En el período 2000-2007, los ingresos petroleros del sector público crecieron de $1 460 a $3 318 millones, 127%. Los precios de exportación del petróleo en promedio pasaron de $19,16 a $59,86 por barril, 212 % más. Los ingresos del Estado no crecieron al mismo ritmo que los precios, por los subsidios que subieron de $482 a $2 489 millones entre 2003-2007, y por el declive de la producción de Petroecuador; factores con un alto costo de oportunidad para el país. En tal período, los ingresos tributarios aumentaron 224%, de un total de $1 691 a $5 491 millones.

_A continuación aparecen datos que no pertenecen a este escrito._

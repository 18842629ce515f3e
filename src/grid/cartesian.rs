use std::collections::HashMap;
use std::ops::Range;

use itertools::iproduct;
use parry3d_f64::bounding_volume::Aabb;
use parry3d_f64::na::Point3;

use super::{GridAccessor, GridError, StaticProperty};

/// Rectilinear grid with variable column, row and layer widths
///
/// Global cell indices follow the Eclipse ordering `i + nx * (j + ny * k)`.
/// Layers are stacked along +z starting at the origin. DX, DY and DZ are
/// derived from the widths and NTG defaults to 1; permeabilities have to be
/// set before use.
#[derive(Clone, Debug)]
pub struct CartesianGrid {
    x_nodes: Vec<f64>,
    y_nodes: Vec<f64>,
    z_nodes: Vec<f64>,
    active: Vec<bool>,
    properties: HashMap<StaticProperty, Vec<f64>>,
}

fn node_coordinates(start: f64, widths: &[f64]) -> Vec<f64> {
    std::iter::once(start)
        .chain(widths.iter().scan(start, |pos, w| {
            *pos += w;
            Some(*pos)
        }))
        .collect()
}

/// Cells along one axis touching the closed interval `[min, max]`.
fn cell_range(nodes: &[f64], min: f64, max: f64) -> Range<usize> {
    let n_cells = nodes.len() - 1;
    let first = nodes[1..].partition_point(|&x| x < min);
    let end = nodes[..n_cells].partition_point(|&x| x <= max);
    first..end.max(first)
}

impl CartesianGrid {
    /// Create a grid from its corner position and the widths of every
    /// column (`dx`), row (`dy`) and layer (`dz`).
    pub fn new(origin: Point3<f64>, dx: &[f64], dy: &[f64], dz: &[f64]) -> Result<Self, GridError> {
        let valid = |widths: &[f64]| !widths.is_empty() && widths.iter().all(|&w| w > 0.);
        if !(valid(dx) && valid(dy) && valid(dz)) {
            return Err(GridError::EmptyGrid);
        }

        let (nx, ny, nz) = (dx.len(), dy.len(), dz.len());
        let cell_count = nx * ny * nz;

        // Cells in global index order
        let cells = || iproduct!(0..nz, 0..ny, 0..nx);

        let mut properties: HashMap<StaticProperty, Vec<f64>> = HashMap::new();
        properties.insert(
            StaticProperty::Dx,
            cells().map(|(_, _, i)| dx[i]).collect(),
        );
        properties.insert(
            StaticProperty::Dy,
            cells().map(|(_, j, _)| dy[j]).collect(),
        );
        properties.insert(
            StaticProperty::Dz,
            cells().map(|(k, _, _)| dz[k]).collect(),
        );
        properties.insert(StaticProperty::Ntg, vec![1.; cell_count]);

        Ok(Self {
            x_nodes: node_coordinates(origin.x, dx),
            y_nodes: node_coordinates(origin.y, dy),
            z_nodes: node_coordinates(origin.z, dz),
            active: vec![true; cell_count],
            properties,
        })
    }

    /// Number of cells in i, j and k.
    pub fn dimensions(&self) -> (usize, usize, usize) {
        (
            self.x_nodes.len() - 1,
            self.y_nodes.len() - 1,
            self.z_nodes.len() - 1,
        )
    }

    pub fn cell_count(&self) -> usize {
        self.active.len()
    }

    pub fn cell_index(&self, i: usize, j: usize, k: usize) -> usize {
        let (nx, ny, _) = self.dimensions();
        i + nx * (j + ny * k)
    }

    pub fn ijk(&self, cell_index: usize) -> (usize, usize, usize) {
        let (nx, ny, _) = self.dimensions();
        (cell_index % nx, (cell_index / nx) % ny, cell_index / (nx * ny))
    }

    /// Set a property for all cells. A single value is used for every cell.
    pub fn set_property(
        &mut self,
        property: StaticProperty,
        values: Vec<f64>,
    ) -> Result<(), GridError> {
        let cell_count = self.cell_count();
        let values = match values.len() {
            1 => vec![values[0]; cell_count],
            n if n == cell_count => values,
            n => {
                return Err(GridError::WrongValueCount {
                    name: property.to_string(),
                    expected: cell_count,
                    actual: n,
                })
            }
        };

        self.properties.insert(property, values);
        Ok(())
    }

    /// Replace the active flags of all cells (ACTNUM).
    pub fn set_active_cells(&mut self, active: Vec<bool>) -> Result<(), GridError> {
        if active.len() != self.cell_count() {
            return Err(GridError::WrongValueCount {
                name: "ACTNUM".to_string(),
                expected: self.cell_count(),
                actual: active.len(),
            });
        }
        self.active = active;
        Ok(())
    }

    pub fn set_inactive(&mut self, cell_index: usize) -> Result<(), GridError> {
        let cell_count = self.cell_count();
        let flag = self
            .active
            .get_mut(cell_index)
            .ok_or(GridError::CellOutOfRange {
                cell_index,
                cell_count,
            })?;
        *flag = false;
        Ok(())
    }

    pub fn active_cell_count(&self) -> usize {
        self.active.iter().filter(|&&a| a).count()
    }
}

impl GridAccessor for CartesianGrid {
    fn find_intersecting_cells(&self, bounding_box: &Aabb) -> Vec<usize> {
        let (mins, maxs) = (bounding_box.mins, bounding_box.maxs);
        let i_range = cell_range(&self.x_nodes, mins.x, maxs.x);
        let j_range = cell_range(&self.y_nodes, mins.y, maxs.y);
        let k_range = cell_range(&self.z_nodes, mins.z, maxs.z);

        iproduct!(k_range, j_range, i_range)
            .map(|(k, j, i)| self.cell_index(i, j, k))
            .collect()
    }

    fn is_active(&self, cell_index: usize) -> bool {
        self.active.get(cell_index).copied().unwrap_or(false)
    }

    fn cell_corner_vertices(&self, cell_index: usize) -> [Point3<f64>; 8] {
        let (i, j, k) = self.ijk(cell_index);
        let (x0, x1) = (self.x_nodes[i], self.x_nodes[i + 1]);
        let (y0, y1) = (self.y_nodes[j], self.y_nodes[j + 1]);
        let (z0, z1) = (self.z_nodes[k], self.z_nodes[k + 1]);

        [
            Point3::new(x0, y0, z0),
            Point3::new(x1, y0, z0),
            Point3::new(x1, y1, z0),
            Point3::new(x0, y1, z0),
            Point3::new(x0, y0, z1),
            Point3::new(x1, y0, z1),
            Point3::new(x1, y1, z1),
            Point3::new(x0, y1, z1),
        ]
    }

    fn scalar_property(
        &self,
        property: StaticProperty,
        cell_index: usize,
    ) -> Result<f64, GridError> {
        self.properties
            .get(&property)
            .and_then(|values| values.get(cell_index))
            .copied()
            .ok_or(GridError::MissingProperty {
                property,
                cell_index,
            })
    }
}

El gasto público pasó de $3 994 a $12 554 millones, 214% más. El gasto corriente aumentó 185%, de $3 200 a $9 148 millones, representa el 167% de los ingresos tributarios; y en 80 % es gasto fijo en sueldos, subsidios a los sistemas de seguridad social y electricidad, bono de desarrollo humano, y otros.
La vorágine del gasto continúa en 2008. Entre enero-abril 2008-2007, el gasto total aumentó 75%; el corriente, 65 %; los sueldos, 28 %, y el de capital, 109%. En tanto, los saldos en caja al 14 de julio se habían reducido a unos $600 millones, luego de superar los $2 000 millones con la inclusión de los fondos petroleros en el presupuesto. Cierto es que $888 millones se utilizaron al pagar la deuda con el IESS y se ha reducido la deuda externa.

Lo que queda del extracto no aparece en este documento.